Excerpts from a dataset
----------------------------------------
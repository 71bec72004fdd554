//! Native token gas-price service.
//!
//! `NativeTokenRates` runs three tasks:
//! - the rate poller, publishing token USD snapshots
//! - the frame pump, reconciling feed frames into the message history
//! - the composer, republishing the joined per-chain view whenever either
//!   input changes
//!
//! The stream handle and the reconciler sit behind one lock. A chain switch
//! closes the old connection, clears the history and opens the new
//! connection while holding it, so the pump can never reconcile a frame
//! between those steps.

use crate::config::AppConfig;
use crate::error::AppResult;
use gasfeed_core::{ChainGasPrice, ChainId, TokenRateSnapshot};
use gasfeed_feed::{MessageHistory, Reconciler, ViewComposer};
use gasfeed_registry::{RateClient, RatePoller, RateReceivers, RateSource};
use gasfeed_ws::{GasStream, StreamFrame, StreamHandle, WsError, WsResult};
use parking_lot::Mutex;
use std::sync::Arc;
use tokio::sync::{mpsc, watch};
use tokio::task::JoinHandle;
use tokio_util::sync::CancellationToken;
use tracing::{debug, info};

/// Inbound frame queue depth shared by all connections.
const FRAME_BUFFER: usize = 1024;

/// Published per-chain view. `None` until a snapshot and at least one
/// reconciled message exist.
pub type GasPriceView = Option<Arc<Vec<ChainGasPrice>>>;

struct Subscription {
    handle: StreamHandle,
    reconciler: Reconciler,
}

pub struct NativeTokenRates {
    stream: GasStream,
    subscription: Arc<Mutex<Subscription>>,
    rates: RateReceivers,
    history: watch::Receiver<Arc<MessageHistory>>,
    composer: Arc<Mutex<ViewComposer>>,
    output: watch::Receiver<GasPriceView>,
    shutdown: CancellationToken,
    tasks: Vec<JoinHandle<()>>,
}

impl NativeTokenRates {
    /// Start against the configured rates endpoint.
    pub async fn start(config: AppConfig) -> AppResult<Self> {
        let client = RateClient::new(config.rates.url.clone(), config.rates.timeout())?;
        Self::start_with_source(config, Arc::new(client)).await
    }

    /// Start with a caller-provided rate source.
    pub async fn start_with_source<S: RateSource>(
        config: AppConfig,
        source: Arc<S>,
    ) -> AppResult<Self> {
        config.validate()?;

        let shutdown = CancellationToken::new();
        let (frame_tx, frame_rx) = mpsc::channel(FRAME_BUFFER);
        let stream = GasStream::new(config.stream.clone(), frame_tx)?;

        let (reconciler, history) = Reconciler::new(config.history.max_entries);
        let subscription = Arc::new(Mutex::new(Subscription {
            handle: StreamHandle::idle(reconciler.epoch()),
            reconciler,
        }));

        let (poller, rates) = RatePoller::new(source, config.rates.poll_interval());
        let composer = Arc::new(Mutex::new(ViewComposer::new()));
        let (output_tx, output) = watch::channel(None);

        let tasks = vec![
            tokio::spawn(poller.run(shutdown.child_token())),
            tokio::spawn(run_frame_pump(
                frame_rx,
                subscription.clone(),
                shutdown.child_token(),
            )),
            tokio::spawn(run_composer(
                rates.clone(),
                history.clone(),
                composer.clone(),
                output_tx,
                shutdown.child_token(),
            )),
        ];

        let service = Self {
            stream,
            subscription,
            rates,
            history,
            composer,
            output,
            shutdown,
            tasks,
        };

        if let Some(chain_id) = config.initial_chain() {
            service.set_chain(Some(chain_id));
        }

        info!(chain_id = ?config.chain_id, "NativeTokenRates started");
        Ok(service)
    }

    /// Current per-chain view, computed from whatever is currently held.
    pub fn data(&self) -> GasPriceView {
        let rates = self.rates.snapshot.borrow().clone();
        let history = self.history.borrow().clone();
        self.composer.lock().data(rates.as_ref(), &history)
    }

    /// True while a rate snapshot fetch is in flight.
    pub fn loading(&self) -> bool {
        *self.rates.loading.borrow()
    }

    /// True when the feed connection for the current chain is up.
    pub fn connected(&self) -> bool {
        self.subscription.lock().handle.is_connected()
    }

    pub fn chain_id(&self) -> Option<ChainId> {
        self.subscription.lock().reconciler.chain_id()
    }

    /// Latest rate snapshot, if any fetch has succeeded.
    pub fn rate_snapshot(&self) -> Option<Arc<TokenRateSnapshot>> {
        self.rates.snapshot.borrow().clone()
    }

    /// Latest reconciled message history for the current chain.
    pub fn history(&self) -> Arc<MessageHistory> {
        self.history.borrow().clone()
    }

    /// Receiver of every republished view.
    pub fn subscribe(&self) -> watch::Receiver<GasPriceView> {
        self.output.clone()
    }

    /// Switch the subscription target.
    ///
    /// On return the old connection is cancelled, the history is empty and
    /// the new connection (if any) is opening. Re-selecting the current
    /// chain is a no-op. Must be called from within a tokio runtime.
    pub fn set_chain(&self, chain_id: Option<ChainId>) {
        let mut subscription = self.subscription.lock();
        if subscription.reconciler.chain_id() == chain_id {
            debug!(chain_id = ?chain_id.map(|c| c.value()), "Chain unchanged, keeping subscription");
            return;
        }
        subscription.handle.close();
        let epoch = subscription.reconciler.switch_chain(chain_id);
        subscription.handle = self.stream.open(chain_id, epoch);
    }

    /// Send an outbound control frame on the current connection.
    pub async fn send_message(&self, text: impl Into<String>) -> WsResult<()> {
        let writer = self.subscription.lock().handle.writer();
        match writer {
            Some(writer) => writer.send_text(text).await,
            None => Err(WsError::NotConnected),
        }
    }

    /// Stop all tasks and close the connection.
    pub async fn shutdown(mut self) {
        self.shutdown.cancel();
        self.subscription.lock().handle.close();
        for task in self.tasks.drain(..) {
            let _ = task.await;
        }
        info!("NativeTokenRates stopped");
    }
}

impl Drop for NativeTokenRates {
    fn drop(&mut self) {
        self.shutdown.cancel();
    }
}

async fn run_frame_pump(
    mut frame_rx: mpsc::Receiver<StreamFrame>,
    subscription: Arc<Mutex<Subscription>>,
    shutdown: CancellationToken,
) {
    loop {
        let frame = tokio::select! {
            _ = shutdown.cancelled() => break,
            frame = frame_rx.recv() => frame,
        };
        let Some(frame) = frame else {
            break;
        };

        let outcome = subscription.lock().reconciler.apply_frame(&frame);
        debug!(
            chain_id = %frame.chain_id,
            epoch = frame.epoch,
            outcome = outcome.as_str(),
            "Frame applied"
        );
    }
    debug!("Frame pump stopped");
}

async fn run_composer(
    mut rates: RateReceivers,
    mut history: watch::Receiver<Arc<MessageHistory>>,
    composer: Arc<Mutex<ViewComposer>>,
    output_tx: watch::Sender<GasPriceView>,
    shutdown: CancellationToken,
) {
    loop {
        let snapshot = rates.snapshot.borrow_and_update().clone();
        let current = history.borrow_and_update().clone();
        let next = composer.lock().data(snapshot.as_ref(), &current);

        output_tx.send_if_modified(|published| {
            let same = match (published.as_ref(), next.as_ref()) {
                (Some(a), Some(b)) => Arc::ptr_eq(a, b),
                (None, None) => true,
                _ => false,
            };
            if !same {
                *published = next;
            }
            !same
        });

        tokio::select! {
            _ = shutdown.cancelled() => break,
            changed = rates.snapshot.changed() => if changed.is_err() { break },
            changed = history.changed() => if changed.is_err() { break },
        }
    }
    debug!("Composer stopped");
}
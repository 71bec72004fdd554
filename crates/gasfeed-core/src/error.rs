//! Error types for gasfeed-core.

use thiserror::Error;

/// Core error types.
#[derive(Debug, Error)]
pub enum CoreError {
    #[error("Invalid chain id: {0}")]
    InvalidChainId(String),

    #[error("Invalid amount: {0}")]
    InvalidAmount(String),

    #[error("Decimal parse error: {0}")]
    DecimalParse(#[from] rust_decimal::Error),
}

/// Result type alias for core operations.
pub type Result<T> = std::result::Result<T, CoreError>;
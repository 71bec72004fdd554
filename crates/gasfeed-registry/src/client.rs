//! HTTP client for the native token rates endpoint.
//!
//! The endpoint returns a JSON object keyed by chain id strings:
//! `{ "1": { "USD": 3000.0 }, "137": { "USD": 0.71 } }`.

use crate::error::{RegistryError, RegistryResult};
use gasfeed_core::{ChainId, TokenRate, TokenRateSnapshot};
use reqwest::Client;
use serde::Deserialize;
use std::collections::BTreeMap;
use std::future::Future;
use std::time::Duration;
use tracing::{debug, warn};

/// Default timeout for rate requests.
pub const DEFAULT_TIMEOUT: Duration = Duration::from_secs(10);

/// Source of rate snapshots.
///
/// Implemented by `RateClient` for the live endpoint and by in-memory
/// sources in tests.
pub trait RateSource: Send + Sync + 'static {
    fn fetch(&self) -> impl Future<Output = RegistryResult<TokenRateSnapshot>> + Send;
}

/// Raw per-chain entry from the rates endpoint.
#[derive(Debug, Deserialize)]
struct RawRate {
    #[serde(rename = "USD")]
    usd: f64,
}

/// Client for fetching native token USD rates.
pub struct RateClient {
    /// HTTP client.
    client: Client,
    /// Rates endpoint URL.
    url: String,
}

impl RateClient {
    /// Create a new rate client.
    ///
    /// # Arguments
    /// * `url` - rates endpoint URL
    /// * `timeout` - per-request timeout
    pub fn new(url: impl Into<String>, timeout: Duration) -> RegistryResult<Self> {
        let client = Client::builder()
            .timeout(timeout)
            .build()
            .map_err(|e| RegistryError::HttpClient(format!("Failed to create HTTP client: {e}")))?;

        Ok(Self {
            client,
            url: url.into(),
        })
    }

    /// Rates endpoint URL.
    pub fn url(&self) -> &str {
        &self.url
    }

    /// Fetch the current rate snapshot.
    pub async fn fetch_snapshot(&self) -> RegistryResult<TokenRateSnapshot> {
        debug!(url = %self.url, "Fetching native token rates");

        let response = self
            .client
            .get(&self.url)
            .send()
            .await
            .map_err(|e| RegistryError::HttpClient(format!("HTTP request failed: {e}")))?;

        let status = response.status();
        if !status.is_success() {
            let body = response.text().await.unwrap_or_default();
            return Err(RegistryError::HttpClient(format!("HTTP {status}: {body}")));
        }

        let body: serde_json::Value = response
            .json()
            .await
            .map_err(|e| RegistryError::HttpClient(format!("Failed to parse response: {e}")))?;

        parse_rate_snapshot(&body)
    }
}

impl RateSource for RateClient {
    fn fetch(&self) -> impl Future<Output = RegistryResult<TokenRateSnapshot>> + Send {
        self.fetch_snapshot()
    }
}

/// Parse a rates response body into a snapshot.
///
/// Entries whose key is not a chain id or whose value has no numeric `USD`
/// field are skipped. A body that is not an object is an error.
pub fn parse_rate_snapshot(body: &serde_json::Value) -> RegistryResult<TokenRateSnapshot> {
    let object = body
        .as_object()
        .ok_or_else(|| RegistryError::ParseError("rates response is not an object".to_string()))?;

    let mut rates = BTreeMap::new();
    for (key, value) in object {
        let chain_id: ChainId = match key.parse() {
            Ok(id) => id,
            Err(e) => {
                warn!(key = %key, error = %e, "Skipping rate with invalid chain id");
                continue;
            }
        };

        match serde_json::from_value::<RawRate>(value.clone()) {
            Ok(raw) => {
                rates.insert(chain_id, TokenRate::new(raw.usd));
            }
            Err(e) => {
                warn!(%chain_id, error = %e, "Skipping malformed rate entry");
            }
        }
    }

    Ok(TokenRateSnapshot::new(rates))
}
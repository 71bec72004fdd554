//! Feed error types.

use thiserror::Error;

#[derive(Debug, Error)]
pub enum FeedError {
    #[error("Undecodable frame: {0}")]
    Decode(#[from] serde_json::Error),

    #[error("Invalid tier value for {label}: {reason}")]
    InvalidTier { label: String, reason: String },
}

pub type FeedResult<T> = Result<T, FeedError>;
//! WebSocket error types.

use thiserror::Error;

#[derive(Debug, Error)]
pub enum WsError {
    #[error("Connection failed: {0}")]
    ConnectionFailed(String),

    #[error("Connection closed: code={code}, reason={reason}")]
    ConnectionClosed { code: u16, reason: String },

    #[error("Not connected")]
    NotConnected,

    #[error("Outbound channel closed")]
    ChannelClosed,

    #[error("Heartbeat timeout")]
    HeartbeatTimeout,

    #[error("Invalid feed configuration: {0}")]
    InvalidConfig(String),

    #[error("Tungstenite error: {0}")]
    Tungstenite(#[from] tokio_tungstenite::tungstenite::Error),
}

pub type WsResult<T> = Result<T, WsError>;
----------------------------------------
Exercise
When a line contains the string "await", copy it from the records.

Result
        Self::start_with_source(config, Arc::new(client)).await
            Some(writer) => writer.send_text(text).await,
            let _ = task.await;
            .await
            let body = response.text().await.unwrap_or_default();
            .await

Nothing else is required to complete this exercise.